What is required
Copy every line from the material below that holds "Alignment".

[The data Boundary: Start]

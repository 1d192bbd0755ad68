//! History pane: lines entered with Enter, newest last

use crate::ui::app::HistoryEntry;
use crate::ui::panes::{clamp_scroll, pane_block};
use crate::ui::theme::DEFAULT_THEME;
use ratatui::{
    layout::Rect,
    style::Style,
    text::{Line, Span},
    widgets::{List, ListItem, Padding, Paragraph},
    Frame,
};
use std::collections::VecDeque;

/// Render the history pane
pub fn render_history_pane(
    frame: &mut Frame,
    area: Rect,
    history: &VecDeque<HistoryEntry>,
    is_focused: bool,
    scroll_offset: &mut usize,
) {
    let block = pane_block(" History ", is_focused);

    if history.is_empty() {
        let paragraph = Paragraph::new("(press Enter to record an expression)")
            .block(block)
            .style(Style::default().fg(DEFAULT_THEME.comment));
        frame.render_widget(paragraph, area);
        return;
    }

    let block = block.padding(Padding::new(1, 0, 0, 0));

    let all_items: Vec<ListItem> = history
        .iter()
        .map(|entry| {
            let (mark, color) = if entry.valid {
                ("✓ ", DEFAULT_THEME.success)
            } else {
                ("✗ ", DEFAULT_THEME.error)
            };
            ListItem::new(Line::from(vec![
                Span::styled(mark, Style::default().fg(color)),
                Span::styled(entry.source.clone(), Style::default().fg(DEFAULT_THEME.fg)),
                Span::styled("  ⇒ ", Style::default().fg(DEFAULT_THEME.comment)),
                Span::styled(entry.summary.clone(), Style::default().fg(color)),
            ]))
        })
        .collect();

    let visible_height = clamp_scroll(all_items.len(), area, scroll_offset);
    let visible_items: Vec<ListItem> = all_items
        .into_iter()
        .skip(*scroll_offset)
        .take(visible_height)
        .collect();

    let list = List::new(visible_items).block(block);
    frame.render_widget(list, area);
}
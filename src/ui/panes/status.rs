//! Status bar rendering with keybindings and state indicators

use crate::parser::lexer::Dialect;
use crate::ui::app::InputStatus;
use crate::ui::theme::DEFAULT_THEME;
use ratatui::{
    layout::{Alignment, Constraint, Direction, Layout, Rect},
    style::{Color, Modifier, Style},
    text::{Line, Span},
    widgets::Paragraph,
    Frame,
};

/// Render the status bar at the bottom.
pub fn render_status_bar(
    frame: &mut Frame,
    area: Rect,
    message: &str,
    status: InputStatus,
    dialect: Dialect,
) {
    // Split status bar into left and right
    let layout = Layout::default()
        .direction(Direction::Horizontal)
        .constraints([Constraint::Percentage(50), Constraint::Percentage(50)])
        .split(area);

    // Left side: validity badge and message
    let (badge, badge_bg) = match status {
        InputStatus::Empty => (" EMPTY ", DEFAULT_THEME.comment),
        InputStatus::Valid => (" VALID ", DEFAULT_THEME.success),
        InputStatus::Invalid => (" INVALID ", DEFAULT_THEME.error),
    };

    let left_spans = vec![
        Span::styled(
            badge,
            Style::default()
                .bg(badge_bg)
                .fg(Color::Black)
                .add_modifier(Modifier::BOLD),
        ),
        Span::styled(
            " | ",
            Style::default()
                .bg(DEFAULT_THEME.status_bg)
                .fg(DEFAULT_THEME.comment),
        ),
        Span::styled(
            format!(" {} ", message),
            Style::default()
                .bg(DEFAULT_THEME.status_bg)
                .fg(DEFAULT_THEME.fg),
        ),
    ];

    let left_paragraph = Paragraph::new(Line::from(left_spans))
        .style(Style::default().bg(DEFAULT_THEME.status_bg))
        .alignment(Alignment::Left);

    frame.render_widget(left_paragraph, layout[0]);

    // Right side: Keybinds with visual grouping
    let key_style = Style::default().bg(DEFAULT_THEME.comment).fg(Color::Black);
    let desc_style = Style::default()
        .bg(DEFAULT_THEME.status_bg)
        .fg(DEFAULT_THEME.fg);
    let sep_style = Style::default()
        .bg(DEFAULT_THEME.status_bg)
        .fg(DEFAULT_THEME.comment);

    let right_spans = vec![
        Span::styled(" ↵ ", key_style),
        Span::styled(" record ", desc_style),
        Span::styled("│", sep_style),
        Span::styled(" ", desc_style),
        Span::styled(" ↑/↓ ", key_style),
        Span::styled(" recall/scroll ", desc_style),
        Span::styled("│", sep_style),
        Span::styled(" ", desc_style),
        Span::styled(" ⇥ ", key_style),
        Span::styled(" focus ", desc_style),
        Span::styled("│", sep_style),
        Span::styled(" ", desc_style),
        Span::styled(" F2 ", key_style),
        Span::styled(format!(" {} ", dialect.name()), desc_style),
        Span::styled("│", sep_style),
        Span::styled(" ", desc_style),
        Span::styled(" esc ", key_style),
        Span::styled(" quit ", desc_style),
    ];

    let right_paragraph = Paragraph::new(Line::from(right_spans))
        .style(Style::default().bg(DEFAULT_THEME.status_bg))
        .alignment(Alignment::Right);

    frame.render_widget(right_paragraph, layout[1]);
}
#![forbid(unsafe_code)]

//! Animation vocabulary shared with an external animation engine.
//!
//! navdrop never interpolates values itself. It decides *what* each animated
//! property should reach and *how* to get there (duration, delay, easing),
//! and hands that to an [`AnimationEngine`] supplied by the host.
//!
//! # Invariants
//!
//! - A zero-duration [`Transition`] means "apply immediately" (snap).
//! - [`Easing`] is a tag; the engine owns the curve it names.
//!
//! # Example
//!
//! ```ignore
//! use navdrop_core::animation::{AnimatedProperty, AnimationTarget, Transition};
//!
//! engine.animate(
//!     AnimatedProperty::PanelX,
//!     AnimationTarget::Number(10.0),
//!     Transition::eased(Duration::from_millis(220)),
//! );
//! ```

use std::cell::RefCell;
use std::fmt;

use web_time::Duration;

// ============================================================================
// Easing
// ============================================================================

/// Easing curve the engine should use for a transition.
#[derive(Debug, Clone, Copy, PartialEq, Eq, Default)]
#[cfg_attr(feature = "serde", derive(serde::Serialize, serde::Deserialize))]
pub enum Easing {
    /// Constant rate. Only meaningful for snaps, where it is never sampled.
    Linear,
    /// Decelerating (cubic ease-out).
    #[default]
    EaseOut,
}

// ============================================================================
// Transition
// ============================================================================

/// Timing policy for one property change.
#[derive(Debug, Clone, Copy, PartialEq, Eq)]
#[cfg_attr(feature = "serde", derive(serde::Serialize, serde::Deserialize))]
pub struct Transition {
    pub duration: Duration,
    pub delay: Duration,
    pub easing: Easing,
}

impl Transition {
    /// Apply immediately, no delay.
    pub const INSTANT: Transition = Transition {
        duration: Duration::ZERO,
        delay: Duration::ZERO,
        easing: Easing::Linear,
    };

    /// Ease-out over `duration`, no delay.
    pub const fn eased(duration: Duration) -> Self {
        Self {
            duration,
            delay: Duration::ZERO,
            easing: Easing::EaseOut,
        }
    }

    /// Same transition, started after `delay`.
    #[must_use]
    pub const fn delayed(mut self, delay: Duration) -> Self {
        self.delay = delay;
        self
    }

    /// Whether the change is applied without interpolation.
    #[inline]
    pub fn is_instant(&self) -> bool {
        self.duration.is_zero()
    }
}

// ============================================================================
// Properties and targets
// ============================================================================

/// Every visual property the dropdown animates.
#[derive(Debug, Clone, Copy, PartialEq, Eq, Hash, PartialOrd, Ord)]
#[cfg_attr(feature = "serde", derive(serde::Serialize, serde::Deserialize))]
pub enum AnimatedProperty {
    /// Panel opacity (0 closed, 1 open).
    PanelOpacity,
    /// Panel tilt around the X axis, in degrees.
    PanelRotateX,
    /// Whether the panel receives pointer events.
    PanelPointerEvents,
    /// Horizontal offset of the panel container.
    PanelX,
    PanelWidth,
    PanelHeight,
    /// Height of the background layer behind the content.
    BackgroundHeight,
    /// Horizontal position of the indicator arrow.
    IndicatorX,
    IndicatorOpacity,
}

impl AnimatedProperty {
    /// All properties in dispatch order.
    pub const ALL: [AnimatedProperty; 9] = [
        Self::PanelOpacity,
        Self::PanelRotateX,
        Self::PanelPointerEvents,
        Self::PanelX,
        Self::PanelWidth,
        Self::PanelHeight,
        Self::BackgroundHeight,
        Self::IndicatorX,
        Self::IndicatorOpacity,
    ];

    pub const fn name(self) -> &'static str {
        match self {
            Self::PanelOpacity => "panel.opacity",
            Self::PanelRotateX => "panel.rotate_x",
            Self::PanelPointerEvents => "panel.pointer_events",
            Self::PanelX => "panel.x",
            Self::PanelWidth => "panel.width",
            Self::PanelHeight => "panel.height",
            Self::BackgroundHeight => "background.height",
            Self::IndicatorX => "indicator.x",
            Self::IndicatorOpacity => "indicator.opacity",
        }
    }
}

impl fmt::Display for AnimatedProperty {
    fn fmt(&self, f: &mut fmt::Formatter<'_>) -> fmt::Result {
        f.write_str(self.name())
    }
}

/// Value an animated property should reach.
#[derive(Debug, Clone, Copy, PartialEq)]
#[cfg_attr(feature = "serde", derive(serde::Serialize, serde::Deserialize))]
pub enum AnimationTarget {
    Number(f64),
    /// Boolean gates such as pointer-events.
    Flag(bool),
}

impl AnimationTarget {
    pub fn as_number(&self) -> Option<f64> {
        match *self {
            Self::Number(n) => Some(n),
            Self::Flag(_) => None,
        }
    }
}

impl fmt::Display for AnimationTarget {
    fn fmt(&self, f: &mut fmt::Formatter<'_>) -> fmt::Result {
        match self {
            Self::Number(n) => write!(f, "{n}"),
            Self::Flag(b) => write!(f, "{b}"),
        }
    }
}

// ============================================================================
// Engine seam
// ============================================================================

/// The host's animation engine.
///
/// Implementations interpolate `property` from its current visual value to
/// `target` following `transition`. A new call for a property supersedes any
/// animation already running for it.
pub trait AnimationEngine {
    fn animate(&self, property: AnimatedProperty, target: AnimationTarget, transition: Transition);
}

/// One recorded [`AnimationEngine::animate`] call.
#[derive(Debug, Clone, Copy, PartialEq)]
#[cfg_attr(feature = "serde", derive(serde::Serialize, serde::Deserialize))]
pub struct AnimationCommand {
    pub property: AnimatedProperty,
    pub target: AnimationTarget,
    pub transition: Transition,
}

impl fmt::Display for AnimationCommand {
    fn fmt(&self, f: &mut fmt::Formatter<'_>) -> fmt::Result {
        write!(
            f,
            "{} -> {} ({}ms",
            self.property,
            self.target,
            self.transition.duration.as_millis()
        )?;
        if !self.transition.delay.is_zero() {
            write!(f, ", delay {}ms", self.transition.delay.as_millis())?;
        }
        f.write_str(")")
    }
}

/// Engine that only records what it was asked to do.
///
/// Used by headless hosts, the demo, and tests.
#[derive(Debug, Default)]
pub struct RecordingEngine {
    commands: RefCell<Vec<AnimationCommand>>,
}

impl RecordingEngine {
    pub fn new() -> Self {
        Self::default()
    }

    /// Everything recorded so far, oldest first.
    pub fn commands(&self) -> Vec<AnimationCommand> {
        self.commands.borrow().clone()
    }

    /// Remove and return everything recorded so far.
    pub fn take(&self) -> Vec<AnimationCommand> {
        std::mem::take(&mut *self.commands.borrow_mut())
    }

    /// Most recent command for `property`, if any.
    pub fn last_for(&self, property: AnimatedProperty) -> Option<AnimationCommand> {
        self.commands
            .borrow()
            .iter()
            .rev()
            .find(|c| c.property == property)
            .copied()
    }

    pub fn len(&self) -> usize {
        self.commands.borrow().len()
    }

    pub fn is_empty(&self) -> bool {
        self.commands.borrow().is_empty()
    }
}

impl AnimationEngine for RecordingEngine {
    fn animate(&self, property: AnimatedProperty, target: AnimationTarget, transition: Transition) {
        self.commands.borrow_mut().push(AnimationCommand {
            property,
            target,
            transition,
        });
    }
}
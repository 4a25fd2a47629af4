#![forbid(unsafe_code)]

//! Host viewport: current size and the resize event source.
//!
//! Every call to [`Viewport::resize`] is one resize event, even when the
//! reported size did not change; hosts forward their native resize events
//! one-to-one. Listeners are RAII [`Subscription`]s.

use navdrop_core::geometry::ViewportSize;

use crate::reactive::{Observable, Subscription};

/// Shared handle to the host viewport.
///
/// Cloning yields another handle to the same viewport.
#[derive(Clone, Debug)]
pub struct Viewport {
    size: Observable<ViewportSize>,
    /// Resize event counter; bumps once per event.
    resizes: Observable<u64>,
}

impl Viewport {
    pub fn new(size: ViewportSize) -> Self {
        Self {
            size: Observable::new(size),
            resizes: Observable::new(0),
        }
    }

    /// Current size.
    pub fn size(&self) -> ViewportSize {
        self.size.get()
    }

    /// Current height; drives the touch-mode heuristic.
    pub fn height(&self) -> f64 {
        self.size.with(|s| s.height)
    }

    /// Record a resize event.
    pub fn resize(&self, size: ViewportSize) {
        self.size.set(size);
        self.resizes.update(|n| *n = n.wrapping_add(1));
    }

    /// Listen for resize events. The listener is removed when the returned
    /// guard is dropped.
    pub fn on_resize(&self, listener: impl Fn(ViewportSize) + 'static) -> Subscription {
        let size = self.size.clone();
        self.resizes.subscribe(move |_| listener(size.get()))
    }

    /// Resize listeners currently attached.
    pub fn resize_listener_count(&self) -> usize {
        self.resizes.live_subscriber_count()
    }
}

impl Default for Viewport {
    fn default() -> Self {
        Self::new(ViewportSize::new(1280.0, 800.0))
    }
}
#![forbid(unsafe_code)]

//! Raw interaction signals delivered to a dropdown option.
//!
//! These are the host's pointer, focus, and touch events reduced to the
//! handful of cases the option arbiter distinguishes. Coordinates are not
//! carried: every signal is already targeted at one option's trigger.

/// A raw input signal on an option trigger.
#[derive(Debug, Clone, Copy, PartialEq, Eq, Hash)]
#[cfg_attr(feature = "serde", derive(serde::Serialize, serde::Deserialize))]
pub enum InteractionSignal {
    /// Primary button pressed down (mouse down, pen down, tap start).
    PrimaryPress,
    /// Pointer entered the trigger.
    HoverStart,
    /// Pointer left the trigger.
    HoverEnd,
    /// Trigger received keyboard focus.
    Focus,
    /// Trigger lost keyboard focus.
    Blur,
    /// A touch began on the trigger.
    TouchStart,
}

impl InteractionSignal {
    /// Whether this signal only exists on devices with a hovering pointer.
    #[inline]
    pub const fn is_hover(self) -> bool {
        matches!(self, Self::HoverStart | Self::HoverEnd)
    }

    /// Short stable name, used in logs and demo transcripts.
    pub const fn name(self) -> &'static str {
        match self {
            Self::PrimaryPress => "press",
            Self::HoverStart => "hover-start",
            Self::HoverEnd => "hover-end",
            Self::Focus => "focus",
            Self::Blur => "blur",
            Self::TouchStart => "touch-start",
        }
    }
}

/// Pointer capability the arbiter assumes for the current viewport.
#[derive(Debug, Clone, Copy, PartialEq, Eq, Default)]
#[cfg_attr(feature = "serde", derive(serde::Serialize, serde::Deserialize))]
pub enum InputMode {
    /// A pointer that can hover without pressing.
    #[default]
    Hover,
    /// Touch only: hover signals are synthetic and must be ignored.
    Touch,
}

impl InputMode {
    /// Classify a viewport: heights at or below `touch_max_height` are touch.
    #[inline]
    pub fn from_viewport_height(height: f64, touch_max_height: f64) -> Self {
        if height <= touch_max_height {
            Self::Touch
        } else {
            Self::Hover
        }
    }

    #[inline]
    pub const fn is_touch(self) -> bool {
        matches!(self, Self::Touch)
    }
}

#[cfg(test)]
mod tests {
    use super::*;

    const ALL: [InteractionSignal; 6] = [
        InteractionSignal::PrimaryPress,
        InteractionSignal::HoverStart,
        InteractionSignal::HoverEnd,
        InteractionSignal::Focus,
        InteractionSignal::Blur,
        InteractionSignal::TouchStart,
    ];

    #[test]
    fn names_are_distinct() {
        let mut names: Vec<_> = ALL.iter().map(|s| s.name()).collect();
        names.sort_unstable();
        names.dedup();
        assert_eq!(names.len(), ALL.len());
    }

    #[test]
    fn only_hover_signals_are_hover() {
        let hover: Vec<_> = ALL.iter().filter(|s| s.is_hover()).collect();
        assert_eq!(
            hover,
            vec![&InteractionSignal::HoverStart, &InteractionSignal::HoverEnd]
        );
    }

    #[test]
    fn touch_threshold_is_inclusive() {
        assert_eq!(InputMode::from_viewport_height(600.0, 600.0), InputMode::Touch);
        assert_eq!(InputMode::from_viewport_height(599.0, 600.0), InputMode::Touch);
        assert_eq!(InputMode::from_viewport_height(601.0, 600.0), InputMode::Hover);
    }
}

[The data Boundary: End]

Exercise output
    layout::{Alignment, Constraint, Direction, Layout, Rect},
        .alignment(Alignment::Left);
        .alignment(Alignment::Right);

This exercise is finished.